[Saved data entries]
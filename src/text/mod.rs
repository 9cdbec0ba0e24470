//! Text helpers shared by the extractors and collaborators
//!
//! This module provides:
//! - Whitespace collapsing and accent folding
//! - Loose date parsing (ISO, numeric and French long forms)
//! - Link resolution and normalization for detail-page identifiers

mod dates;
mod links;
mod normalize;

pub use dates::{find_date_token, parse_date_loose, parse_french_long_date, to_iso};
pub use links::{normalize_link, resolve_link};
pub use normalize::{collapse_whitespace, contains_word, count_word, fold_accents};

Work item —
Please reproduce each record precisely as written.

Task solution —
filename src/text/mod.rs
repository 9cdbec0ba0e24470
//! Text helpers shared by the extractors and collaborators
//!
//! This module provides:
//! - Whitespace collapsing and accent folding
//! - Loose date parsing (ISO, numeric and French long forms)
//! - Link resolution and normalization for detail-page identifiers

mod dates;
mod links;
mod normalize;

pub use dates::{find_date_token, parse_date_loose, parse_french_long_date, to_iso};
pub use links::{normalize_link, resolve_link};
pub use normalize::{collapse_whitespace, contains_word, count_word, fold_accents};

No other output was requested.